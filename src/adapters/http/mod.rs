//! HTTP adapters.

pub mod middleware;
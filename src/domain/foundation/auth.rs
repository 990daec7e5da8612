//! Authentication types for the domain layer.
//!
//! These types represent an authenticated user extracted from an access token.
//! They have **no external dependencies** - any auth provider can populate
//! them via the `SessionValidator` port. The gateway only ever needs the
//! verified identity; everything else about the user lives elsewhere.

use super::UserId;
use thiserror::Error;

/// Authenticated user extracted from a validated token.
#[derive(Debug, Clone, PartialEq, Eq)]
pub struct AuthenticatedUser {
    /// The unique user identifier from the auth provider.
    pub id: UserId,

    /// Display name if the token carried one.
    pub display_name: Option<String>,
}

impl AuthenticatedUser {
    /// Creates a new authenticated user.
    pub fn new(id: UserId, display_name: Option<String>) -> Self {
        Self { id, display_name }
    }
}

/// Authentication errors that can occur during token validation.
#[derive(Debug, Clone, Error)]
pub enum AuthError {
    /// The token is missing, malformed, or has an invalid signature.
    #[error("Invalid or expired token")]
    InvalidToken,

    /// The token has expired (separate from InvalidToken for specific handling).
    #[error("Token expired")]
    TokenExpired,

    /// The authentication service is unavailable (network, config, etc.).
    #[error("Auth service unavailable: {0}")]
    ServiceUnavailable(String),
}

impl AuthError {
    /// Creates a service unavailable error with a message.
    pub fn service_unavailable(message: impl Into<String>) -> Self {
        Self::ServiceUnavailable(message.into())
    }

    /// Returns true if this is a transient error that may succeed on retry.
    pub fn is_transient(&self) -> bool {
        matches!(self, AuthError::ServiceUnavailable(_))
    }
}
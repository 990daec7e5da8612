//! Domain layer containing the realtime rules and shared domain types.
//!
//! # Module Organization
//!
//! - `foundation` - Shared domain primitives (value objects, IDs, errors)
//! - `realtime` - Topic naming, envelopes, control messages, subscription diff, origin policy

pub mod foundation;
pub mod realtime;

Your instructions: Output the entire listing above without leaving out or altering anything.

Task solution:
filename src/adapters/http/mod.rs
//! HTTP adapters.

pub mod middleware;
filename src/domain/foundation/auth.rs
repository 990daec7e5da8612
//! Authentication types for the domain layer.
//!
//! These types represent an authenticated user extracted from an access token.
//! They have **no external dependencies** - any auth provider can populate
//! them via the `SessionValidator` port. The gateway only ever needs the
//! verified identity; everything else about the user lives elsewhere.

use super::UserId;
use thiserror::Error;

/// Authenticated user extracted from a validated token.
#[derive(Debug, Clone, PartialEq, Eq)]
pub struct AuthenticatedUser {
    /// The unique user identifier from the auth provider.
    pub id: UserId,

    /// Display name if the token carried one.
    pub display_name: Option<String>,
}

impl AuthenticatedUser {
    /// Creates a new authenticated user.
    pub fn new(id: UserId, display_name: Option<String>) -> Self {
        Self { id, display_name }
    }
}

/// Authentication errors that can occur during token validation.
#[derive(Debug, Clone, Error)]
pub enum AuthError {
    /// The token is missing, malformed, or has an invalid signature.
    #[error("Invalid or expired token")]
    InvalidToken,

    /// The token has expired (separate from InvalidToken for specific handling).
    #[error("Token expired")]
    TokenExpired,

    /// The authentication service is unavailable (network, config, etc.).
    #[error("Auth service unavailable: {0}")]
    ServiceUnavailable(String),
}

impl AuthError {
    /// Creates a service unavailable error with a message.
    pub fn service_unavailable(message: impl Into<String>) -> Self {
        Self::ServiceUnavailable(message.into())
    }

    /// Returns true if this is a transient error that may succeed on retry.
    pub fn is_transient(&self) -> bool {
        matches!(self, AuthError::ServiceUnavailable(_))
    }
}
repository 990daec7e5da8612
//! Domain layer containing the realtime rules and shared domain types.
//!
//! # Module Organization
//!
//! - `foundation` - Shared domain primitives (value objects, IDs, errors)
//! - `realtime` - Topic naming, envelopes, control messages, subscription diff, origin policy

pub mod foundation;
pub mod realtime;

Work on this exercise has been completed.